As President Obama readies for his second inaugural (he’s officially been sworn in but the ceremony is Monday, January 21) it’s hard not to think of President Lincoln’s. Lincoln gave his second inaugural speech on March 5, 1865. He was shot on April 14, 1865. President Obama will give his speech on Martin Luther King, Jr. day. King was shot on April 4, 1968. Why all of this maudlin attention on the eve of President Obama’s celebratory moment? It’s only to point out the state of the things right now in America. There is so much conflict now, so many angry citizens who can’t accept that 150 years after Lincoln’s assassination, a black man is our President. Tavis Smiley’s commentary on Obama and Martin Luther King points to how much change is still ahead, pointing to drone strikes and continuing poverty. He’s right, of course, but you have to start somewhere. Lincoln might be a little stunned to see where America is on January 21, 2013.
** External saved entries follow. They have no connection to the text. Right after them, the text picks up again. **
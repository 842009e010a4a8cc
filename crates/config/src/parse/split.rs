//! Delimiter-based tokenization.
//!
//! Responsibilities:
//! - Split normalized text into an ordered list of tokens.
//! - Treat every newline as an additional delimiter.
//! - Remove a configurable set of characters from every token afterwards.
//!
//! Invariants:
//! - A token is only emitted when the text between two delimiters is non-empty.
//! - Character removal happens after splitting, so a token made only of
//!   removable characters survives as an empty string.
//! - Removal applies to every token; a value containing a removable character
//!   (e.g. a space inside a path) loses it.

/// Splits `text` on any character in `delimiters` and on newlines, then
/// removes every character in `delete_chars` from each token.
///
/// ```
/// use spfr_config::parse::split;
///
/// let tokens = split("a: 1\nb: 2\n", ":", " ");
/// assert_eq!(tokens, ["a", "1", "b", "2"]);
/// ```
pub fn split(text: &str, delimiters: &str, delete_chars: &str) -> Vec<String> {
    let mut tokens = Vec::new();

    for line in text.lines() {
        let mut prev = 0;
        while let Some(offset) = line[prev..].find(|c: char| delimiters.contains(c)) {
            let pos = prev + offset;
            if pos > prev {
                tokens.push(line[prev..pos].to_string());
            }
            // Delimiters may be multi-byte; skip the whole character.
            let width = line[pos..].chars().next().map_or(1, char::len_utf8);
            prev = pos + width;
        }

        if prev < line.len() {
            tokens.push(line[prev..].to_string());
        }
    }

    if !delete_chars.is_empty() {
        for token in &mut tokens {
            token.retain(|c| !delete_chars.contains(c));
        }
    }

    tokens
}
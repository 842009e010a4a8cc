//! Output formatters for CLI commands.
//!
//! Responsibilities:
//! - Provide the JSON and table output formats.
//! - Render parameter listings, lookup results and check summaries.
//!
//! Does NOT handle:
//! - Direct printing to stdout (returns formatted strings).
//!
//! Invariants:
//! - Tables use tab-separation for consistent alignment in standard terminals.
//! - JSON output is pretty-printed and always valid, including for empty files (`[]`).

use anyhow::Result;
use serde::Serialize;
use spfr_config::Pair;

/// Output format selected with `--output`.
#[derive(Debug, Clone, Copy, PartialEq, Eq)]
pub enum OutputFormat {
    Json,
    Table,
}

impl OutputFormat {
    /// Parse from string.
    pub fn parse(s: &str) -> Result<Self> {
        match s.to_lowercase().as_str() {
            "json" => Ok(OutputFormat::Json),
            "table" => Ok(OutputFormat::Table),
            _ => anyhow::bail!("Invalid output format: {}. Valid options: json, table", s),
        }
    }
}

/// Lookup status as shown to users.
#[derive(Debug, Clone, Copy, PartialEq, Eq, Serialize)]
#[serde(rename_all = "snake_case")]
pub enum LookupStatus {
    Found,
    NotFound,
    InvalidConfig,
    Malformed,
}

/// Result of `spfr-cli get`.
#[derive(Debug, Clone, Serialize)]
pub struct GetOutput {
    pub name: String,
    pub status: LookupStatus,
    pub value: serde_json::Value,
    #[serde(skip)]
    pub display: String,
    #[serde(skip_serializing_if = "Option::is_none")]
    pub error: Option<String>,
}

/// Result of `spfr-cli check`.
#[derive(Debug, Clone, Serialize)]
pub struct CheckOutput {
    pub path: String,
    pub valid: bool,
    pub pairs: usize,
    pub tokens: usize,
}

pub fn format_pairs(pairs: &[Pair<'_>], format: OutputFormat) -> Result<String> {
    match format {
        OutputFormat::Json => Ok(format!("{}\n", serde_json::to_string_pretty(pairs)?)),
        OutputFormat::Table => {
            if pairs.is_empty() {
                return Ok("No parameters found.\n".to_string());
            }
            let mut output = String::from("Key\tValue\n");
            for pair in pairs {
                output.push_str(&format!("{}\t{}\n", pair.key, pair.value));
            }
            Ok(output)
        }
    }
}

pub fn format_get(result: &GetOutput, format: OutputFormat) -> Result<String> {
    match format {
        OutputFormat::Json => Ok(format!("{}\n", serde_json::to_string_pretty(result)?)),
        OutputFormat::Table => Ok(format!("{}\n", result.display)),
    }
}

pub fn format_check(result: &CheckOutput, format: OutputFormat) -> Result<String> {
    match format {
        OutputFormat::Json => Ok(format!("{}\n", serde_json::to_string_pretty(result)?)),
        OutputFormat::Table => {
            let verdict = if result.valid { "OK" } else { "INVALID" };
            Ok(format!(
                "{verdict}: {} ({} parameters, {} tokens)\n",
                result.path, result.pairs, result.tokens
            ))
        }
    }
}
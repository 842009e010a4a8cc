//! Opening the parameter file selected on the command line.
//!
//! Responsibilities:
//! - Resolve the parameter file path from `--config` / `SPFR_CONFIG_PATH`.
//! - Apply size-limit settings (env first, then `--max-bytes`).
//! - Select the diagnostics reporter (`--quiet` silences it).
//!
//! Does NOT handle:
//! - Parsing or lookups (see `spfr_config`).
//!
//! Invariants:
//! - Blank paths are treated as missing.
//! - Files are opened strictly so scripts can tell an unavailable file from an empty one.

use anyhow::{Context, Result};
use spfr_config::{NullReporter, ParamReader, ReaderBuilder};
use std::path::{Path, PathBuf};

use crate::args::Cli;

/// Returns the parameter file path, ignoring blank values.
pub(crate) fn config_path(cli: &Cli) -> Result<&Path> {
    cli.config
        .as_deref()
        .filter(|path| !path.to_string_lossy().trim().is_empty())
        .context("No parameter file given. Use --config <FILE> or set SPFR_CONFIG_PATH")
}

/// Opens the parameter file with the settings from the command line.
pub(crate) fn open_reader(cli: &Cli) -> Result<(PathBuf, ParamReader)> {
    let path = config_path(cli)?.to_path_buf();

    let mut builder = ReaderBuilder::new()
        .from_env()
        .context("Failed to load settings from environment")?;
    if let Some(max_bytes) = cli.max_bytes {
        builder = builder.with_max_bytes(max_bytes);
    }
    if cli.quiet {
        builder = builder.with_reporter(NullReporter);
    }

    let reader = builder
        .try_open(&path)
        .with_context(|| format!("Failed to open parameter file {}", path.display()))?;

    Ok((path, reader))
}
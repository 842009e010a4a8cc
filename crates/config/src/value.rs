//! Typed coercion of raw value text.
//!
//! Responsibilities:
//! - Convert a raw value token into a string, character, boolean, integer or float.
//! - Break a bracketed array value into element tokens.
//! - Describe every coercion failure with a typed error.
//!
//! Does NOT handle:
//! - Key lookup or default handling (see `reader.rs`).
//!
//! Invariants:
//! - Booleans accept only the literals in `TRUE_LITERALS` / `FALSE_LITERALS`.
//! - A character value must be exactly one character long.
//! - Numeric values use the standard `FromStr` literal grammar; no trimming or
//!   trailing-garbage tolerance.
//! - A failed array parse leaves the buffer untouched, except for character
//!   arrays, which are written in place and keep the elements before the
//!   first bad one.

use std::fmt;
use std::num::{ParseFloatError, ParseIntError};

use thiserror::Error;

use crate::constants::{
    ARRAY_BRACKETS, ARRAY_DELETE_CHARS, ARRAY_DELIMITERS, FALSE_LITERALS, TRUE_LITERALS,
};
use crate::parse::split;

/// Reasons a raw value could not be converted to the requested type.
#[derive(Error, Debug, Clone, PartialEq, Eq)]
pub enum CoercionError {
    #[error("expected exactly one character but found {found}")]
    UnexpectedLength { found: usize },

    #[error("cannot read '{raw}' as a boolean. Allowed values are: 0, 1, true, false, TRUE and FALSE")]
    InvalidBool { raw: String },

    #[error("cannot read '{raw}' as an integer: {source}")]
    InvalidInteger {
        raw: String,
        #[source]
        source: ParseIntError,
    },

    #[error("cannot read '{raw}' as a float: {source}")]
    InvalidFloat {
        raw: String,
        #[source]
        source: ParseFloatError,
    },

    #[error(
        "the requested array has {requested} fields but the array in the file has {found} fields"
    )]
    ArrayLength { requested: usize, found: usize },

    #[error("field {index} is invalid: {source}")]
    ArrayElement {
        index: usize,
        #[source]
        source: Box<CoercionError>,
    },
}

/// A type that can be read from a raw parameter value.
pub trait ParamValue: Sized + fmt::Display {
    /// Human-readable type name used in diagnostics.
    const KIND: &'static str;

    /// Array elements are written as they are parsed, so a bad element leaves
    /// the earlier ones written.
    const PARTIAL_ARRAY_WRITES: bool = false;

    fn parse_param(raw: &str) -> Result<Self, CoercionError>;
}

impl ParamValue for String {
    const KIND: &'static str = "string";

    fn parse_param(raw: &str) -> Result<Self, CoercionError> {
        Ok(raw.to_string())
    }
}

impl ParamValue for char {
    const KIND: &'static str = "character";
    const PARTIAL_ARRAY_WRITES: bool = true;

    fn parse_param(raw: &str) -> Result<Self, CoercionError> {
        let mut chars = raw.chars();
        match (chars.next(), chars.next()) {
            (Some(c), None) => Ok(c),
            _ => Err(CoercionError::UnexpectedLength {
                found: raw.chars().count(),
            }),
        }
    }
}

impl ParamValue for bool {
    const KIND: &'static str = "boolean";

    fn parse_param(raw: &str) -> Result<Self, CoercionError> {
        if TRUE_LITERALS.contains(&raw) {
            Ok(true)
        } else if FALSE_LITERALS.contains(&raw) {
            Ok(false)
        } else {
            Err(CoercionError::InvalidBool {
                raw: raw.to_string(),
            })
        }
    }
}

macro_rules! impl_param_int {
    ($($ty:ty),* $(,)?) => {
        $(
            impl ParamValue for $ty {
                const KIND: &'static str = "integer";

                fn parse_param(raw: &str) -> Result<Self, CoercionError> {
                    raw.parse().map_err(|source| CoercionError::InvalidInteger {
                        raw: raw.to_string(),
                        source,
                    })
                }
            }
        )*
    };
}

macro_rules! impl_param_float {
    ($($ty:ty),* $(,)?) => {
        $(
            impl ParamValue for $ty {
                const KIND: &'static str = "float";

                fn parse_param(raw: &str) -> Result<Self, CoercionError> {
                    raw.parse().map_err(|source| CoercionError::InvalidFloat {
                        raw: raw.to_string(),
                        source,
                    })
                }
            }
        )*
    };
}

impl_param_int!(i8, i16, i32, i64, i128, isize, u8, u16, u32, u64, u128, usize);
impl_param_float!(f32, f64);

/// Splits an array value such as `[1, 2, 3]` into its element tokens.
///
/// All bracket and brace characters are removed first, then the remainder is
/// split on commas with spaces removed from each element.
pub fn parse_array_literal(raw: &str) -> Vec<String> {
    let inner: String = raw.chars().filter(|c| !ARRAY_BRACKETS.contains(*c)).collect();
    split(&inner, ARRAY_DELIMITERS, ARRAY_DELETE_CHARS)
}

/// Parses every element of an array value into `buffer`, in place.
///
/// The element count must equal `buffer.len()`; otherwise nothing is written.
/// The first bad element stops the operation. The buffer is only written once
/// every element has parsed, unless `T::PARTIAL_ARRAY_WRITES` is set, in which
/// case elements are written one by one and earlier elements stay written.
pub fn parse_array_into<T: ParamValue>(raw: &str, buffer: &mut [T]) -> Result<(), CoercionError> {
    let elements = parse_array_literal(raw);
    if elements.len() != buffer.len() {
        return Err(CoercionError::ArrayLength {
            requested: buffer.len(),
            found: elements.len(),
        });
    }

    let parse = |index: usize, element: &str| {
        T::parse_param(element).map_err(|source| CoercionError::ArrayElement {
            index,
            source: Box::new(source),
        })
    };

    if T::PARTIAL_ARRAY_WRITES {
        for (index, (slot, element)) in buffer.iter_mut().zip(&elements).enumerate() {
            *slot = parse(index, element.as_str())?;
        }
        return Ok(());
    }

    let parsed = elements
        .iter()
        .enumerate()
        .map(|(index, element)| parse(index, element.as_str()))
        .collect::<Result<Vec<T>, _>>()?;
    for (slot, value) in buffer.iter_mut().zip(parsed) {
        *slot = value;
    }

    Ok(())
}

/// Formats a slice as `[a, b, c]` for diagnostics.
pub struct DisplayList<'a, T>(pub &'a [T]);

impl<T: fmt::Display> fmt::Display for DisplayList<'_, T> {
    fn fmt(&self, f: &mut fmt::Formatter<'_>) -> fmt::Result {
        f.write_str("[")?;
        for (i, item) in self.0.iter().enumerate() {
            if i > 0 {
                f.write_str(", ")?;
            }
            write!(f, "{item}")?;
        }
        f.write_str("]")
    }
}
In the meantime, the ending of Spielberg’s Lincoln pointed very specifically to Lincoln’s second inaugural address because he throws the ball back to us Americans and calls for a lasting peace:
With malice toward none, with charity for all, with firmness in the right as God gives us to see the right, let us strive on to finish the work we are in, to bind up the nation’s wounds, to care for him who shall have borne the battle and for his widow and his orphan, to do all which may achieve and cherish a just and lasting peace among ourselves and with all nations.
What does any of this have to do with the Oscar race? Why, everything, of course. Either the politics and conflicts of today will resonate with voters or they will do what they’ve done in the past during times of strife and fling themselves into the feelgood rom-com. We don’t yet know but it is probably human nature to back away from the flame, whether an enduring one or not.